Что же касается рабочего класса, то к началу первой пятилетки общая его численность по сравнению с 1920 годом увеличилась в 5 раз, а если вести отсчет от численности его кадрового ядра, то - минимум в 12, а скорее всего - в 24 раза. Вполне вероятно, что основную массу пополнения рабочих составила пауперизированная крестьянская молодежь. Многие из крестьян-мигрантов, поступавших на заводы и фабрики, сохраняли земельные участки и хозяйство в деревне. “...Каждый седьмой рабочий не умел читать и писать, многие справляли церковные праздники, ради чего могли и не выйти на работу, уход в деревню, например, на сенокос или уборку урожая кое-где был массовым”.[6] Как считал Христиан Раковский, “ни физически, ни морально он рабочий класс, ни партия не представляют из себя того, чем они были лет десять тому назад. Я думаю, что не очень преувеличиваю, если скажу, что партиец 1917 года вряд ли узнал бы себя в лице партийца 1928”. Думается в условиях пореволюционной России кадровый пролетариат и крестьянство представляли собой не просто два разных класса, а были носителями двух принципиально различных линий развития - европейской и азиатской. В свое время Г. В. Плеханов писал, что “в лице рабочего класса в России создается теперь народ в европейском смысле этого слова”.[7, с78] То есть цивилизованное, культурное, осознающее свои классовые интересы и способное их защищать, с развитым чувством собственного достоинства население. Что же касается русского крестьянства, то не слишком ли сильно преувеличивался его мелкобуржуазный характер? Есть много оснований согласиться с мнением И. М. Клямкина о том, что русское крестьянство, говоря экономическим языком, представляло мелкотоварного производителя добуржуазного типа[8], а на языке современной социологии - “традиционный сектор”, связанный не столько с товарно-денежным, сколько с натуральным хозяйством. И хотя нэп резко уменьшил долю пауперизированного населения в деревне, слой “бедняков” по-прежнему оставался очень значительным и оказал влияние не только на процессы “раскулачивания” и коллективизации. Остатки старого кадрового пролетариата европейского типа были захлестнуты морем сельских переселенцев, несущих в город не только традиционное крестьянское трудолюбие, но и - в лице именно этого пауперизированного слоя - мораль азиатского патернализма. Бывшие крестьяне были преисполнены радужных надежд, “революция растущих ожиданий” превращала их в послушную и доверчивую всякому волеизъявлению свыше массу.

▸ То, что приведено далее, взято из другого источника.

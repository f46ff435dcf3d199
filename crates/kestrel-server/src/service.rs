//! Evaluation orchestrator
//!
//! One pipeline, two entry points: the HTTP handler (which also validates
//! and persists the incoming transaction) and the async bus worker (which
//! receives pre-ingested transactions). Scoring and mode gating live here so
//! neither path can drift from the other.

use chrono::Utc;
use kestrel_core::domain::{Evaluation, EvaluationMode, Transaction, GLOBAL_TENANT_ID};
use kestrel_engine::bus::EventBus;
use kestrel_engine::cache::Cache;
use kestrel_engine::{DecisionInput, EvaluateInput, Processor, RuleEngine, TypologyEngine};
use kestrel_repository::Repository;
use std::collections::HashMap;
use std::sync::Arc;
use std::time::Instant;
use thiserror::Error;
use tracing::{error, info, warn};
use uuid::Uuid;

/// Default velocity window applied to synchronous evaluations, in seconds.
pub const DEFAULT_VELOCITY_WINDOW_SECS: i64 = 3600;

/// Orchestrator-level errors; the API layer maps them onto HTTP statuses.
#[derive(Error, Debug)]
pub enum ServiceError {
    #[error("{0}")]
    Invalid(String),

    #[error("{0}")]
    NotReady(String),
}

/// A transaction submitted for evaluation.
#[derive(Debug, Clone, Default)]
pub struct EvaluateRequest {
    pub tx_type: String,
    pub debtor_id: String,
    pub debtor_account_id: String,
    pub creditor_id: String,
    pub creditor_account_id: String,
    pub amount: f64,
    pub currency: String,
    pub metadata: Option<HashMap<String, serde_json::Value>>,
}

/// The evaluation orchestrator. Reentrant: concurrent evaluations share no
/// mutable state beyond the engines' live sets.
pub struct EvaluationService {
    repo: Arc<dyn Repository>,
    cache: Arc<dyn Cache>,
    bus: Arc<dyn EventBus>,
    rule_engine: Arc<RuleEngine>,
    typology_engine: Arc<TypologyEngine>,
    processor: Processor,
    mode: EvaluationMode,
}

impl EvaluationService {
    #[allow(clippy::too_many_arguments)]
    pub fn new(
        repo: Arc<dyn Repository>,
        cache: Arc<dyn Cache>,
        bus: Arc<dyn EventBus>,
        rule_engine: Arc<RuleEngine>,
        typology_engine: Arc<TypologyEngine>,
        processor: Processor,
        mode: EvaluationMode,
    ) -> Self {
        Self {
            repo,
            cache,
            bus,
            rule_engine,
            typology_engine,
            processor,
            mode,
        }
    }

    pub fn mode(&self) -> EvaluationMode {
        self.mode
    }

    pub fn repo(&self) -> &Arc<dyn Repository> {
        &self.repo
    }

    pub fn bus(&self) -> &Arc<dyn EventBus> {
        &self.bus
    }

    pub fn rule_engine(&self) -> &Arc<RuleEngine> {
        &self.rule_engine
    }

    pub fn typology_engine(&self) -> &Arc<TypologyEngine> {
        &self.typology_engine
    }

    /// Mode readiness: detection is always ready; compliance needs at least
    /// one loaded typology.
    pub async fn ready(&self) -> bool {
        match self.mode {
            EvaluationMode::Detection => true,
            EvaluationMode::Compliance => self.typology_engine.count().await > 0,
        }
    }

    /// Health summary: degraded when unready or when a dependency ping fails.
    pub async fn health_status(&self) -> &'static str {
        if !self.ready().await {
            return "degraded";
        }
        if self.repo.ping().await.is_err() {
            return "degraded";
        }
        if self.cache.ping().await.is_err() {
            return "degraded";
        }
        "healthy"
    }

    /// The synchronous evaluation path: validate, gate on mode readiness,
    /// persist the transaction (best-effort), then run the pipeline.
    pub async fn evaluate(
        &self,
        tenant_id: &str,
        trace_id: &str,
        request: EvaluateRequest,
        start: Instant,
    ) -> Result<Evaluation, ServiceError> {
        if !self.ready().await {
            return Err(ServiceError::NotReady(
                "compliance mode requires at least one typology; create one via POST /typologies"
                    .to_string(),
            ));
        }

        validate_request(&request)?;

        let tx_id = Uuid::new_v4().to_string();
        let ingest_ms = start.elapsed().as_millis() as i64;

        let now = Utc::now();
        let tx = Transaction {
            id: tx_id.clone(),
            tenant_id: tenant_id.to_string(),
            tx_type: request.tx_type.clone(),
            debtor_id: request.debtor_id.clone(),
            debtor_account_id: request.debtor_account_id.clone(),
            creditor_id: request.creditor_id.clone(),
            creditor_account_id: request.creditor_account_id.clone(),
            amount: request.amount,
            currency: request.currency.clone(),
            timestamp: now,
            created_at: now,
            metadata: request.metadata.clone(),
        };

        // Best-effort: producing a verdict outranks persisting the input
        if let Err(error) = self.repo.save_transaction(tenant_id, &tx).await {
            error!(tenant_id, tx_id, %error, "failed to save transaction");
        }

        let input = EvaluateInput {
            tenant_id: tenant_id.to_string(),
            tx_id,
            tx_type: request.tx_type,
            debtor_id: request.debtor_id,
            creditor_id: request.creditor_id,
            amount: request.amount,
            currency: request.currency,
            velocity_window: DEFAULT_VELOCITY_WINDOW_SECS,
            additional_data: request.metadata.unwrap_or_default(),
        };

        Ok(self.run_pipeline(tenant_id, trace_id, input, start, ingest_ms).await)
    }

    /// The shared rules → typologies → decision pipeline, including
    /// best-effort persistence of the evaluation.
    pub async fn run_pipeline(
        &self,
        tenant_id: &str,
        trace_id: &str,
        input: EvaluateInput,
        start: Instant,
        ingest_ms: i64,
    ) -> Evaluation {
        let tx_id = input.tx_id.clone();

        let rule_results = self.rule_engine.evaluate_all(&input).await;

        let typology_results = if self.mode == EvaluationMode::Compliance
            && self.typology_engine.count().await > 0
        {
            self.typology_engine.evaluate(&rule_results).await
        } else {
            Vec::new()
        };

        let evaluation = self.processor.process(&DecisionInput {
            tenant_id: tenant_id.to_string(),
            tx_id: tx_id.clone(),
            trace_id: trace_id.to_string(),
            rule_results,
            typology_results,
            start_time: start,
            ingest_ms,
        });

        if let Err(error) = self.repo.save_evaluation(tenant_id, &evaluation).await {
            error!(tenant_id, tx_id, %error, "failed to save evaluation");
        }

        info!(
            tenant_id,
            tx_id,
            status = %evaluation.status,
            score = evaluation.score,
            rules = evaluation.metadata.rules_evaluated,
            "transaction evaluated"
        );

        evaluation
    }

    /// Load rules and typologies from the repository into the engines.
    /// Used at startup and by the reload endpoints; an empty table is fine.
    pub async fn load_rules_from_repository(&self) -> Result<usize, anyhow::Error> {
        let configs = self.repo.list_rule_configs(GLOBAL_TENANT_ID).await?;
        let count = configs.len();
        self.rule_engine.reload_all(configs).await?;
        Ok(count)
    }

    pub async fn load_typologies_from_repository(&self) -> Result<usize, anyhow::Error> {
        let typologies = self.repo.list_typologies(GLOBAL_TENANT_ID).await?;
        let count = typologies.len();
        self.typology_engine.reload_all(typologies).await;
        Ok(count)
    }

    /// Startup load: a missing or empty configuration store is not fatal,
    /// rules can be added through the API afterwards.
    pub async fn load_at_startup(&self) {
        match self.load_rules_from_repository().await {
            Ok(count) => info!(count, "rules loaded from repository"),
            Err(error) => warn!(%error, "failed to load rules at startup, starting empty"),
        }
        match self.load_typologies_from_repository().await {
            Ok(count) => info!(count, "typologies loaded from repository"),
            Err(error) => warn!(%error, "failed to load typologies at startup, starting empty"),
        }
    }
}

fn validate_request(request: &EvaluateRequest) -> Result<(), ServiceError> {
    if request.tx_type.is_empty() {
        return Err(ServiceError::Invalid("type is required".to_string()));
    }
    if request.debtor_id.is_empty() || request.creditor_id.is_empty() {
        return Err(ServiceError::Invalid(
            "debtor.id and creditor.id are required".to_string(),
        ));
    }
    if request.amount <= 0.0 {
        return Err(ServiceError::Invalid(
            "amount.value must be positive".to_string(),
        ));
    }
    Ok(())
}

#[cfg(test)]
mod tests {
    use super::*;

    fn request(amount: f64) -> EvaluateRequest {
        EvaluateRequest {
            tx_type: "TRANSFER".to_string(),
            debtor_id: "A".to_string(),
            debtor_account_id: "ACC-A".to_string(),
            creditor_id: "B".to_string(),
            creditor_account_id: "ACC-B".to_string(),
            amount,
            currency: "EUR".to_string(),
            metadata: None,
        }
    }

    #[test]
    fn test_validate_request() {
        assert!(validate_request(&request(100.0)).is_ok());

        let mut missing_type = request(100.0);
        missing_type.tx_type.clear();
        assert!(validate_request(&missing_type).is_err());

        let mut missing_party = request(100.0);
        missing_party.creditor_id.clear();
        assert!(validate_request(&missing_party).is_err());

        assert!(validate_request(&request(0.0)).is_err());
        assert!(validate_request(&request(-5.0)).is_err());
    }
}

Проиграли от нэпа две социальные категории: люмпены, не способные включиться в процесс производства ни при каких условиях, и работники бюрократического аппарата, лишившиеся с концом военного коммунизма распределительных функций, ибо в условиях нэпа регулятором распределения должен был стать “автомат” закона стоимости. Интересы собственно люмпенов совпали с интересами люмпен-бюрократов, и тем и другим был нужен перераспределительный аппарат, демонтированный в период нэпа: первым - как объекту его благодеяний, вторым - как причастным к распределительной кормушке. И притом парадоксальным образом эти интересы оказались как бы на параллельных курсах с общим умонастроением значительной части партийного аппарата, да и партийной массы. “...Годы нэпа проходили под знаком жгучей ностальгии... по временам военного коммунизма. Полистаем газеты тех лет и увидим, что новая экономическая политика изображена в них преимущественно со знаком минус. Почитаем воспоминания ветеранов, и встретимся с “тоской” по времени, когда все было “просто” и “ясно”: приказ - исполнение”.[9]

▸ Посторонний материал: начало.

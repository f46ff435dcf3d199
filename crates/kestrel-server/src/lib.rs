//! Kestrel server - HTTP surface, orchestration, and the async worker
//!
//! Wires the engines, repository, cache, and event bus behind an axum API.
//! The binary entry point lives in `main.rs`; the library exposes the pieces
//! so integration tests can assemble the same stack in-process.

pub mod api;
pub mod config;
pub mod error;
pub mod service;
pub mod state;
pub mod velocity;
pub mod worker;

/// Server version, reported by `/health` and response metadata.
pub const VERSION: &str = env!("CARGO_PKG_VERSION");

При такой расстановке социальных сил в стране нэп, думается, был обречен, несмотря на экономическую эффективность и благотворное влияние на все стороны общественной жизни. Сложилась не столь уж редкая в истории нашей страны ситуация: у объективно необходимой политики не оказалось соответствующей социальной базы.

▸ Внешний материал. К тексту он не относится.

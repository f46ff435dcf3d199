//! Shared SQL text
//!
//! Queries are written with `?` placeholders; the PostgreSQL backend rebinds
//! them to `$1..$n`. The SQL itself is dialect-neutral.

pub(crate) const INSERT_TRANSACTION: &str = r#"
INSERT INTO transactions (
    id, tenant_id, type, debtor_id, debtor_account_id,
    creditor_id, creditor_account_id, amount, currency,
    timestamp, created_at, metadata
) VALUES (?, ?, ?, ?, ?, ?, ?, ?, ?, ?, ?, ?)
"#;

pub(crate) const SELECT_TRANSACTION: &str = r#"
SELECT id, tenant_id, type, debtor_id, debtor_account_id,
       creditor_id, creditor_account_id, amount, currency,
       timestamp, created_at, metadata
FROM transactions
WHERE tenant_id = ? AND id = ?
"#;

pub(crate) const COUNT_TRANSACTIONS_BY_ENTITY: &str = r#"
SELECT COUNT(*) FROM transactions
WHERE tenant_id = ?
  AND (debtor_id = ? OR creditor_id = ?)
  AND timestamp >= ?
"#;

pub(crate) const UPSERT_RULE_CONFIG: &str = r#"
INSERT INTO rule_configs (
    id, tenant_id, name, description, version, expression, bands, weight, enabled, created_at, updated_at
) VALUES (?, ?, ?, ?, ?, ?, ?, ?, ?, ?, ?)
ON CONFLICT(id, tenant_id, version) DO UPDATE SET
    name = excluded.name,
    description = excluded.description,
    expression = excluded.expression,
    bands = excluded.bands,
    weight = excluded.weight,
    enabled = excluded.enabled,
    updated_at = excluded.updated_at
"#;

pub(crate) const SELECT_RULE_CONFIG: &str = r#"
SELECT id, tenant_id, name, description, version, expression, bands, weight, enabled
FROM rule_configs
WHERE tenant_id = ? AND id = ? AND enabled = 1
ORDER BY version DESC
LIMIT 1
"#;

pub(crate) const LIST_RULE_CONFIGS: &str = r#"
SELECT id, tenant_id, name, description, version, expression, bands, weight, enabled
FROM rule_configs
WHERE tenant_id = ? AND enabled = 1
ORDER BY name
"#;

pub(crate) const INSERT_EVALUATION: &str = r#"
INSERT INTO evaluations (
    id, tenant_id, tx_id, status, score, timestamp,
    rule_results, typology_results, metadata
) VALUES (?, ?, ?, ?, ?, ?, ?, ?, ?)
"#;

pub(crate) const SELECT_EVALUATION: &str = r#"
SELECT id, tenant_id, tx_id, status, score, timestamp,
       rule_results, typology_results, metadata
FROM evaluations
WHERE tenant_id = ? AND id = ?
"#;

pub(crate) const UPSERT_TYPOLOGY: &str = r#"
INSERT INTO typologies (
    id, tenant_id, name, description, version, rules, alert_threshold, enabled, created_at, updated_at
) VALUES (?, ?, ?, ?, ?, ?, ?, ?, ?, ?)
ON CONFLICT(id, tenant_id, version) DO UPDATE SET
    name = excluded.name,
    description = excluded.description,
    rules = excluded.rules,
    alert_threshold = excluded.alert_threshold,
    enabled = excluded.enabled,
    updated_at = excluded.updated_at
"#;

pub(crate) const SELECT_TYPOLOGY: &str = r#"
SELECT id, tenant_id, name, description, version, rules, alert_threshold, enabled, created_at, updated_at
FROM typologies
WHERE tenant_id = ? AND id = ? AND enabled = 1
ORDER BY version DESC
LIMIT 1
"#;

pub(crate) const LIST_TYPOLOGIES: &str = r#"
SELECT id, tenant_id, name, description, version, rules, alert_threshold, enabled, created_at, updated_at
FROM typologies
WHERE tenant_id = ? AND enabled = 1
ORDER BY name
"#;

pub(crate) const DISABLE_TYPOLOGY: &str = r#"
UPDATE typologies
SET enabled = 0, updated_at = ?
WHERE tenant_id = ? AND id = ?
"#;

/// Convert `?` placeholders to `$1..$n` for PostgreSQL.
pub(crate) fn rebind(query: &str) -> String {
    let mut result = String::with_capacity(query.len() + 8);
    let mut n = 1;

    for c in query.chars() {
        if c == '?' {
            result.push('$');
            result.push_str(&n.to_string());
            n += 1;
        } else {
            result.push(c);
        }
    }

    result
}

#[cfg(test)]
mod tests {
    use super::*;

    #[test]
    fn test_rebind_numbers_placeholders() {
        assert_eq!(
            rebind("SELECT * FROM t WHERE a = ? AND b = ?"),
            "SELECT * FROM t WHERE a = $1 AND b = $2"
        );
    }

    #[test]
    fn test_rebind_without_placeholders_is_identity() {
        assert_eq!(rebind("SELECT 1"), "SELECT 1");
    }
}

В период “великого перелома” победила не просто одна из далеко не лучших моделей “неразвитого социализма”. “Азиатская” модель общественного развития одержала победу над “европейской”. “Европейская” характеризуется наличием независимых от государства субъектов собственности, развитыми гражданским обществом и классовой структурой, при которой государство - лишь элемент надстройки. “Азиатская” модель отличается тотальным проникновением государства не только во все надстроечные сферы, но и превращением его в решающий элемент базиса, слиянием отношений политики, власти с отношениями собственности. Государство превращается в верховного собственника всех средств производства: в социальной структуре поглощенного им гражданского общества складывается не классовое, а сословное деление (ибо главный классообразующий признак узурпируется государством).
Место нормального экономического обмена, распределения на основе товарно-денежных отношений в “азиатской” модели занимает так называемая редистрибуция (в переводе с английского - перераспределение). Этот термин ввел в обиход крупнейший представитель экономической антропологии Карл Поланьи.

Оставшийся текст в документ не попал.